DATASET EXTRACT >>

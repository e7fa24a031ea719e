//! Document scanner with hierarchical gitignore support

use super::error::ScanError;
use super::matcher::Matcher;
use super::pattern::{parse_pattern, Pattern};
use crate::domain::{Document, ScanStats, APP_DIR, RULE_FILE_NAME};
use crate::utils::{is_valid_text_file, path_segments};
use std::fs;
use std::io;
use std::path::{Path, PathBuf};
use walkdir::WalkDir;

/// Directories that never reach the model, whatever the configuration says.
pub const BUILTIN_EXCLUDES: &[&str] = &[".git", APP_DIR];

/// Default per-file size limit when none is configured (20 KB).
pub const DEFAULT_MAX_FILE_BYTES: u64 = 20_000;

/// Walks a project and collects the text documents that survive ignore rules,
/// the size limit and the UTF-8 sample check.
///
/// Each scan owns its pattern list; nothing carries over between scans.
pub struct DocumentScanner {
    root_path: PathBuf,
    exclude_patterns: Vec<String>,
    max_file_bytes: u64,
    stats: ScanStats,
}

impl DocumentScanner {
    /// Create a new DocumentScanner with default settings.
    pub fn new(root_path: PathBuf) -> Self {
        Self {
            root_path,
            exclude_patterns: Vec::new(),
            max_file_bytes: DEFAULT_MAX_FILE_BYTES,
            stats: ScanStats::default(),
        }
    }

    /// Set extra gitignore patterns applied from the project root
    pub fn exclude_patterns(mut self, patterns: Vec<String>) -> Self {
        self.exclude_patterns = patterns;
        self
    }

    /// Set maximum file size in bytes (inclusive)
    pub fn max_file_bytes(mut self, max_bytes: u64) -> Self {
        self.max_file_bytes = max_bytes;
        self
    }

    /// Get scanning statistics
    pub fn stats(&self) -> &ScanStats {
        &self.stats
    }

    /// Scan the project and return its documents in traversal order.
    ///
    /// Order follows the filesystem's directory listing and is not sorted.
    /// Any I/O failure aborts the scan; no partial result is returned.
    pub fn scan(&mut self) -> Result<Vec<Document>, ScanError> {
        self.stats = ScanStats::default();
        check_root(&self.root_path)?;

        let builtin: Vec<Pattern> =
            BUILTIN_EXCLUDES.iter().map(|text| parse_pattern(text, &[])).collect();
        // Enforced ahead of the main matcher so later negations cannot lift them.
        let builtin_matcher = Matcher::new(&builtin);

        let mut patterns = builtin;
        patterns.extend(self.exclude_patterns.iter().map(|text| parse_pattern(text, &[])));
        let mut matcher = Matcher::new(&patterns);

        let mut documents = Vec::new();
        let mut walker = WalkDir::new(&self.root_path).follow_links(false).into_iter();

        while let Some(entry) = walker.next() {
            let entry = entry?;
            let path = entry.path();

            let relative = match path.strip_prefix(&self.root_path) {
                Ok(p) => p,
                Err(_) => continue,
            };
            let segments = path_segments(relative);
            let is_dir = entry.file_type().is_dir();

            if entry.depth() > 0 {
                self.stats.entries_visited += 1;

                if builtin_matcher.is_excluded(&segments, is_dir)
                    || matcher.is_excluded(&segments, is_dir)
                {
                    if is_dir {
                        tracing::debug!("Pruning excluded directory {}", relative.display());
                        self.stats.dirs_pruned += 1;
                        walker.skip_current_dir();
                    } else {
                        tracing::debug!("Skipping excluded file {}", relative.display());
                        self.stats.files_skipped_pattern += 1;
                    }
                    continue;
                }
            }

            if is_dir {
                let rules = read_rule_file(path, &segments)?;
                if !rules.is_empty() {
                    tracing::debug!(
                        "Loaded {} ignore rules from {}",
                        rules.len(),
                        path.join(RULE_FILE_NAME).display()
                    );
                    self.stats.rule_files_loaded += 1;
                    patterns.extend(rules);
                    matcher = Matcher::new(&patterns);
                }
                continue;
            }

            let file_type = entry.file_type();
            let size = if file_type.is_file() {
                entry.metadata()?.len()
            } else if file_type.is_symlink() {
                // Links are read through, so the limit applies to the target.
                match fs::metadata(path) {
                    Ok(target) if target.is_file() => target.len(),
                    _ => {
                        tracing::debug!("Skipping link {} (no file target)", relative.display());
                        continue;
                    }
                }
            } else {
                // Sockets, FIFOs and devices are not documents.
                continue;
            };

            if size > self.max_file_bytes {
                tracing::debug!(
                    "Skipping {} ({} bytes > {} byte limit)",
                    relative.display(),
                    size,
                    self.max_file_bytes
                );
                self.stats.files_skipped_size += 1;
                continue;
            }

            match is_valid_text_file(path) {
                Ok(true) => {}
                Ok(false) | Err(_) => {
                    tracing::debug!("Skipping non-text file {}", relative.display());
                    self.stats.files_skipped_encoding += 1;
                    continue;
                }
            }

            let content = read_text(path)?;
            self.stats.files_included += 1;
            self.stats.bytes_included += content.len() as u64;
            documents.push(Document { path: segments.join("/"), content });
        }

        tracing::info!(
            "Collected {} documents from {} ({} skipped, {} directories pruned)",
            documents.len(),
            self.root_path.display(),
            self.stats.files_skipped(),
            self.stats.dirs_pruned
        );

        Ok(documents)
    }
}

fn check_root(root: &Path) -> Result<(), ScanError> {
    let metadata =
        fs::metadata(root).map_err(|source| ScanError::Root { path: root.to_path_buf(), source })?;
    if !metadata.is_dir() {
        return Err(ScanError::Root {
            path: root.to_path_buf(),
            source: io::Error::new(io::ErrorKind::InvalidInput, "not a directory"),
        });
    }
    Ok(())
}

/// Parse the rule file directly inside `dir`, if there is one.
///
/// Patterns are scoped to `domain`, the directory's segments (empty for the
/// project root). Blank lines and `#` comments are dropped.
fn read_rule_file(dir: &Path, domain: &[String]) -> Result<Vec<Pattern>, ScanError> {
    let rule_path = dir.join(RULE_FILE_NAME);
    if !rule_path.is_file() {
        return Ok(Vec::new());
    }

    let bytes = fs::read(&rule_path).map_err(|err| ScanError::io(&rule_path, err))?;
    let content = String::from_utf8_lossy(&bytes);

    Ok(content
        .lines()
        .map(str::trim)
        .filter(|line| !line.is_empty() && !line.starts_with('#'))
        .map(|line| parse_pattern(line, domain))
        .collect())
}

/// Read a whole file as text.
///
/// Only the head of the file was validated; invalid bytes further in are
/// replaced rather than failing the scan.
fn read_text(path: &Path) -> Result<String, ScanError> {
    let bytes = fs::read(path).map_err(|err| ScanError::io(path, err))?;
    Ok(match String::from_utf8(bytes) {
        Ok(text) => text,
        Err(err) => String::from_utf8_lossy(err.as_bytes()).into_owned(),
    })
}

TASK GOAL >> Go through the entries and report every line with the string "lines".

RESPONSE TO THIS TASK >>
/// project root). Blank lines and `#` comments are dropped.
        .lines()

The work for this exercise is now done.